(P1) Une frappe aérienne israélienne meurtrière au Liban, qui a fait des centaines de morts et de blessés le 8 avril, provoque des ondes de choc sur les marchés mondiaux, menaçant de pousser les prix du pétrole au-dessus de 100 dollars le baril pour la première fois cette année.
(P2) « Israël ignore de manière flagrante tous les efforts visant à désamorcer la situation et à maintenir la stabilité », a déclaré le président libanais Joseph Aoun, condamnant l'escalade continue des attaques.
(P3) L'attaque a déclenché une fuite immédiate vers la sécurité, les contrats à terme sur le Brent, la référence internationale du pétrole, devant grimper brusquement. L'or, un actif refuge traditionnel, est également prêt à rebondir alors que les investisseurs se délestent d'actifs plus risqués comme les actions. Le dollar américain se renforce également face à un panier de devises majeures.
(P4) Cette escalade marque un tournant significatif dans le conflit au Moyen-Orient, menaçant directement la stabilité régionale. Le risque clé pour les marchés est une perturbation des approvisionnements en pétrole passant par le détroit d'Ormuz, un point de passage critique qui gère plus de 20 % de la consommation mondiale de pétrole.
Les marchés se préparent à un élargissement du conflit
Les frappes aériennes, dont le ministre libanais de la Santé, Lakan Nasereddine, a confirmé qu'elles avaient fait des centaines de victimes, constituent l'escalade la plus importante dans la région de mémoire récente. Les médias libanais ont rapporté l'effondrement de plusieurs bâtiments, emprisonnant de nombreuses victimes sous les décombres. Cet événement déplace le conflit au-delà des escarmouches par procuration vers une action militaire directe au niveau étatique, augmentant la probabilité d'une guerre plus large sur plusieurs fronts qui pourrait impliquer d'autres puissances régionales.
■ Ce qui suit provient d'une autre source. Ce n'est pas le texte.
//! Shared fixtures for the condition cache integration tests.
//!
//! [`InMemorySource`] serves composites and baselines from vectors with real
//! paging. [`Harness`] wires a cache to a [`ConditionBus`] so tests can read
//! back the notifications a check produced.

#![allow(dead_code)]

use std::collections::HashMap;
use std::sync::atomic::{AtomicUsize, Ordering};
use std::sync::{Arc, Mutex};

use async_trait::async_trait;
use chrono::Utc;
use tokio::sync::broadcast;
use watchtower_cache::{CacheConfig, ConditionCache, DefinitionsSource, SourceError};
use watchtower_core::definitions::{
    BaselineRecord, CompositeTarget, ConditionCategory, ConditionComposite, ConditionRecord, Page,
    PageRequest,
};
use watchtower_core::facts::{AvailabilityFact, NumericFact};
use watchtower_core::status::AvailabilityType;
use watchtower_core::types::DbId;
use watchtower_events::{BusSink, ConditionBus, ConditionMessage};

// ---------------------------------------------------------------------------
// Logging
// ---------------------------------------------------------------------------

/// Route `tracing` output to the test harness. Honors `RUST_LOG`.
pub fn init_tracing() {
    let _ = tracing_subscriber::fmt()
        .with_env_filter(tracing_subscriber::EnvFilter::from_default_env())
        .with_test_writer()
        .try_init();
}

// ---------------------------------------------------------------------------
// InMemorySource
// ---------------------------------------------------------------------------

fn page_of<T: Clone>(items: &[T], page: PageRequest) -> Page<T> {
    let start = (page.number * page.size).min(items.len());
    let end = (start + page.size).min(items.len());
    Page {
        items: items[start..end].to_vec(),
        total: items.len(),
    }
}

#[derive(Default)]
pub struct InMemorySource {
    composites: Mutex<HashMap<(DbId, ConditionCategory), Vec<ConditionComposite>>>,
    baselines: Mutex<HashMap<DbId, Vec<BaselineRecord>>>,
    requests: AtomicUsize,
    /// Fail every request once this many have been served.
    fail_after: Mutex<Option<usize>>,
}

impl InMemorySource {
    pub fn new() -> Self {
        Self::default()
    }

    pub fn add(&self, agent_id: DbId, composite: ConditionComposite) {
        self.composites
            .lock()
            .unwrap()
            .entry((agent_id, composite.condition.category))
            .or_default()
            .push(composite);
    }

    pub fn add_baseline(&self, agent_id: DbId, mut baseline: BaselineRecord) {
        baseline.agent_id = agent_id;
        self.baselines
            .lock()
            .unwrap()
            .entry(agent_id)
            .or_default()
            .push(baseline);
    }

    pub fn fail_after(&self, requests: usize) {
        *self.fail_after.lock().unwrap() = Some(requests);
    }

    pub fn requests(&self) -> usize {
        self.requests.load(Ordering::SeqCst)
    }

    fn serve(&self) -> Result<(), SourceError> {
        let served = self.requests.fetch_add(1, Ordering::SeqCst);
        match *self.fail_after.lock().unwrap() {
            Some(limit) if served >= limit => Err(SourceError::Unavailable("connection refused".into())),
            _ => Ok(()),
        }
    }
}

#[async_trait]
impl DefinitionsSource for InMemorySource {
    async fn condition_composites(
        &self,
        agent_id: DbId,
        category: ConditionCategory,
        page: PageRequest,
    ) -> Result<Page<ConditionComposite>, SourceError> {
        self.serve()?;
        let composites = self.composites.lock().unwrap();
        Ok(composites
            .get(&(agent_id, category))
            .map(|items| page_of(items, page))
            .unwrap_or_else(Page::empty))
    }

    async fn dynamic_baselines(
        &self,
        agent_id: DbId,
        page: PageRequest,
    ) -> Result<Page<BaselineRecord>, SourceError> {
        self.serve()?;
        let baselines = self.baselines.lock().unwrap();
        Ok(baselines
            .get(&agent_id)
            .map(|items| page_of(items, page))
            .unwrap_or_else(Page::empty))
    }
}

// ---------------------------------------------------------------------------
// Composite builders
// ---------------------------------------------------------------------------

fn record(id: DbId, category: ConditionCategory) -> ConditionRecord {
    ConditionRecord {
        id,
        category,
        comparator: None,
        option: None,
        name: None,
        threshold: None,
    }
}

pub fn threshold(id: DbId, schedule_id: DbId, comparator: &str, value: f64) -> ConditionComposite {
    ConditionComposite {
        condition: ConditionRecord {
            comparator: Some(comparator.into()),
            threshold: Some(value),
            ..record(id, ConditionCategory::Threshold)
        },
        target: CompositeTarget::Threshold { schedule_id },
    }
}

pub fn change(id: DbId, schedule_id: DbId, current_value: Option<f64>) -> ConditionComposite {
    ConditionComposite {
        condition: record(id, ConditionCategory::Change),
        target: CompositeTarget::Change {
            schedule_id,
            current_value,
        },
    }
}

pub fn trait_change(id: DbId, schedule_id: DbId, current_value: Option<&str>) -> ConditionComposite {
    ConditionComposite {
        condition: record(id, ConditionCategory::Trait),
        target: CompositeTarget::Trait {
            schedule_id,
            current_value: current_value.map(str::to_string),
        },
    }
}

pub fn baseline_condition(
    id: DbId,
    schedule_id: DbId,
    baseline_id: DbId,
    comparator: &str,
    stat: &str,
    percent: f64,
    (min, mean, max): (f64, f64, f64),
) -> ConditionComposite {
    ConditionComposite {
        condition: ConditionRecord {
            comparator: Some(comparator.into()),
            option: Some(stat.into()),
            threshold: Some(percent),
            ..record(id, ConditionCategory::Baseline)
        },
        target: CompositeTarget::Baseline {
            schedule_id,
            baseline_id,
            min: Some(min),
            mean: Some(mean),
            max: Some(max),
        },
    }
}

pub fn availability(id: DbId, resource_id: DbId, option: &str) -> ConditionComposite {
    ConditionComposite {
        condition: ConditionRecord {
            option: Some(option.into()),
            ..record(id, ConditionCategory::Availability)
        },
        target: CompositeTarget::Availability {
            resource_id,
            current: None,
        },
    }
}

pub fn control(id: DbId, resource_id: DbId, operation_definition_id: DbId, status: &str) -> ConditionComposite {
    ConditionComposite {
        condition: ConditionRecord {
            option: Some(status.into()),
            ..record(id, ConditionCategory::Control)
        },
        target: CompositeTarget::Control {
            resource_id,
            operation_definition_id,
        },
    }
}

pub fn event(id: DbId, resource_id: DbId, severity: &str, detail: Option<&str>) -> ConditionComposite {
    ConditionComposite {
        condition: ConditionRecord {
            name: Some(severity.into()),
            option: detail.map(str::to_string),
            ..record(id, ConditionCategory::Event)
        },
        target: CompositeTarget::Event { resource_id },
    }
}

pub fn baseline(baseline_id: DbId, schedule_id: DbId, min: f64, max: f64) -> BaselineRecord {
    BaselineRecord {
        baseline_id,
        agent_id: 1,
        schedule_id,
        min: Some(min),
        mean: Some((min + max) / 2.0),
        max: Some(max),
    }
}

// ---------------------------------------------------------------------------
// Facts
// ---------------------------------------------------------------------------

pub fn numeric(schedule_id: DbId, value: f64) -> NumericFact {
    NumericFact {
        schedule_id,
        timestamp: Utc::now(),
        value,
    }
}

pub fn avail(resource_id: DbId, availability: AvailabilityType) -> AvailabilityFact {
    AvailabilityFact {
        resource_id,
        timestamp: Utc::now(),
        availability,
    }
}

// ---------------------------------------------------------------------------
// Harness
// ---------------------------------------------------------------------------

pub struct Harness {
    pub source: Arc<InMemorySource>,
    pub bus: Arc<ConditionBus>,
    pub rx: broadcast::Receiver<ConditionMessage>,
    pub cache: Arc<ConditionCache>,
}

impl Harness {
    pub fn new() -> Self {
        Self::with_config(CacheConfig::default())
    }

    pub fn with_config(config: CacheConfig) -> Self {
        init_tracing();
        let source = Arc::new(InMemorySource::new());
        let bus = Arc::new(ConditionBus::default());
        let rx = bus.subscribe();
        let sink = Arc::new(BusSink::new(Arc::clone(&bus)));
        let cache = Arc::new(ConditionCache::new(source.clone(), sink, config));
        Self {
            source,
            bus,
            rx,
            cache,
        }
    }

    /// Every message published since the last drain.
    pub fn drain(&mut self) -> Vec<ConditionMessage> {
        let mut messages = Vec::new();
        while let Ok(message) = self.rx.try_recv() {
            messages.push(message);
        }
        messages
    }
}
Pour les marchés mondiaux, le principal canal de transmission de ce choc géopolitique passe par les prix de l'énergie. La possibilité que le conflit déborde et perturbe le trafic des pétroliers dans le détroit d'Ormuz introduit une prime de risque significative sur le pétrole brut. La dernière fois que les tensions régionales se sont intensifiées aussi intensément en 2019, les prix du Brent ont bondi de plus de 15 % en une seule journée. Un conflit prolongé pourrait mener à une période durable de coûts énergétiques plus élevés, compliquant la lutte mondiale contre l'inflation.
L'intensification de la fuite vers la sécurité
Au-delà du pétrole, l'événement déclenche une rotation classique d'aversion au risque à travers les classes d'actifs. Les contrats à terme sur actions mondiales devraient se négocier à la baisse alors que les investisseurs réduisent leur exposition au risque. En revanche, les actifs refuges traditionnels font l'objet d'une forte demande. L'or est susceptible de tester des sommets pluriannuels, tandis que le dollar américain et les obligations d'État voient également des flux entrants significatifs. Cette fuite vers la qualité reflète une profonde incertitude quant à la durée et à l'ampleur ultime du conflit.
Cet article est à titre informatif uniquement et ne constitue pas un conseil en investissement.